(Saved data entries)
————

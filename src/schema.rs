//! Column layout and the typed record it produces

use crate::error::{Error, Result};
use std::collections::BTreeMap;

#[cfg(feature = "serde")]
use serde::{Deserialize, Serialize};

/// A binary categorical attribute: the input column plus the short name used in profiles
#[derive(Debug, Clone, PartialEq, Eq)]
#[cfg_attr(feature = "serde", derive(Serialize, Deserialize))]
pub struct CategoricalAttribute {
    /// Column header in the input table
    pub column: String,
    /// Short name shown in cluster narratives
    pub display: String,
}

impl CategoricalAttribute {
    /// Create a new attribute
    pub fn new(column: impl Into<String>, display: impl Into<String>) -> Self {
        Self {
            column: column.into(),
            display: display.into(),
        }
    }
}

/// Fixed layout of the records fed to the engine.
///
/// The numeric and categorical orders here are the orders used everywhere
/// downstream: scaler means, centroid components and profile lines.
#[derive(Debug, Clone, PartialEq, Eq)]
#[cfg_attr(feature = "serde", derive(Serialize, Deserialize))]
pub struct Schema {
    /// Identifier column; the 1-based row number is used when it is absent
    pub id_column: String,
    /// Numeric feature columns
    pub numeric: Vec<String>,
    /// Binary categorical feature columns
    pub categorical: Vec<CategoricalAttribute>,
    /// Descriptive columns carried through to export rows when present
    pub passthrough: Vec<String>,
}

impl Schema {
    /// Create a schema with no passthrough columns
    pub fn new(
        id_column: impl Into<String>,
        numeric: Vec<String>,
        categorical: Vec<CategoricalAttribute>,
    ) -> Self {
        Self {
            id_column: id_column.into(),
            numeric,
            categorical,
            passthrough: Vec::new(),
        }
    }

    /// Add passthrough columns
    pub fn with_passthrough(mut self, columns: Vec<String>) -> Self {
        self.passthrough = columns;
        self
    }

    /// Student layout: academic score and attendance plus four extracurricular flags
    pub fn student() -> Self {
        Self::new(
            "No",
            vec!["Academic Score".to_string(), "Attendance".to_string()],
            vec![
                CategoricalAttribute::new("Computer Club", "Computer"),
                CategoricalAttribute::new("Agriculture Club", "Agriculture"),
                CategoricalAttribute::new("Sewing Club", "Sewing"),
                CategoricalAttribute::new("Scouting", "Scouting"),
            ],
        )
        .with_passthrough(vec!["Name".to_string(), "Gender".to_string(), "Class".to_string()])
    }

    /// Number of numeric features
    pub fn n_numeric(&self) -> usize {
        self.numeric.len()
    }

    /// Number of categorical features
    pub fn n_categorical(&self) -> usize {
        self.categorical.len()
    }

    /// Columns that must be present in every input table
    pub fn required_columns(&self) -> impl Iterator<Item = &str> {
        self.numeric
            .iter()
            .map(String::as_str)
            .chain(self.categorical.iter().map(|attr| attr.column.as_str()))
    }

    pub(crate) fn validate(&self) -> Result<()> {
        if self.numeric.is_empty() {
            return Err(Error::invalid_parameter("Schema needs at least one numeric column"));
        }
        let mut seen = std::collections::HashSet::new();
        for column in self.required_columns() {
            if !seen.insert(column) {
                return Err(Error::invalid_parameter(format!("Duplicate column '{}' in schema", column)));
            }
        }
        Ok(())
    }
}

impl Default for Schema {
    fn default() -> Self {
        Self::student()
    }
}

/// One individual: identifier, raw numeric values and binary categorical values
#[derive(Debug, Clone, PartialEq)]
#[cfg_attr(feature = "serde", derive(Serialize, Deserialize))]
pub struct Record {
    /// Unique identifier
    pub id: String,
    /// Raw (unscaled) numeric values in schema order
    pub numeric: Vec<f64>,
    /// Categorical values in schema order, each 0 or 1
    pub categorical: Vec<u8>,
    /// Passthrough descriptive fields keyed by column name
    pub extras: BTreeMap<String, String>,
}

impl Record {
    /// Create a record without passthrough fields
    pub fn new(id: impl Into<String>, numeric: Vec<f64>, categorical: Vec<u8>) -> Self {
        Self {
            id: id.into(),
            numeric,
            categorical,
            extras: BTreeMap::new(),
        }
    }

    /// Attach a passthrough field
    pub fn with_extra(mut self, column: impl Into<String>, value: impl Into<String>) -> Self {
        self.extras.insert(column.into(), value.into());
        self
    }

    /// Check widths against the schema and that every categorical value is 0 or 1
    pub fn validate(&self, schema: &Schema, row: usize) -> Result<()> {
        if self.numeric.len() != schema.n_numeric() {
            return Err(Error::dimension_mismatch(
                "numeric features",
                schema.n_numeric(),
                self.numeric.len(),
            ));
        }
        if self.categorical.len() != schema.n_categorical() {
            return Err(Error::dimension_mismatch(
                "categorical features",
                schema.n_categorical(),
                self.categorical.len(),
            ));
        }
        if let Some((idx, value)) = self
            .categorical
            .iter()
            .enumerate()
            .find(|(_, &value)| value > 1)
        {
            return Err(Error::InvalidCategoricalValue {
                column: schema.categorical[idx].column.clone(),
                row,
                value: value.to_string(),
            });
        }
        if let Some((idx, _)) = self.numeric.iter().enumerate().find(|(_, v)| !v.is_finite()) {
            return Err(Error::invalid_data(format!(
                "Non-finite value in numeric column '{}' at row {}",
                schema.numeric[idx], row
            )));
        }
        Ok(())
    }
}

#[cfg(test)]
mod tests {
    use super::*;

    #[test]
    fn student_schema_layout() {
        let schema = Schema::student();
        assert_eq!(schema.n_numeric(), 2);
        assert_eq!(schema.n_categorical(), 4);
        assert_eq!(schema.required_columns().count(), 6);
        assert!(schema.validate().is_ok());
    }

    #[test]
    fn duplicate_columns_rejected() {
        let schema = Schema::new(
            "id",
            vec!["a".into(), "a".into()],
            vec![],
        );
        assert!(schema.validate().is_err());
    }

    #[test]
    fn record_rejects_non_binary_categorical() {
        let schema = Schema::student();
        let record = Record::new("7", vec![80.0, 0.9], vec![1, 0, 2, 0]);
        match record.validate(&schema, 6) {
            Err(Error::InvalidCategoricalValue { column, row, value }) => {
                assert_eq!(column, "Sewing Club");
                assert_eq!(row, 6);
                assert_eq!(value, "2");
            }
            other => panic!("unexpected result: {:?}", other),
        }
    }

    #[test]
    fn record_rejects_wrong_width() {
        let schema = Schema::student();
        let record = Record::new("1", vec![80.0], vec![1, 0, 0, 0]);
        assert!(matches!(
            record.validate(&schema, 0),
            Err(Error::DimensionMismatch { expected: 2, found: 1, .. })
        ));
    }
}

————

Copy down each line in the entries that has the word "collections".

Response to the task -
use std::collections::BTreeMap;
        let mut seen = std::collections::HashSet::new();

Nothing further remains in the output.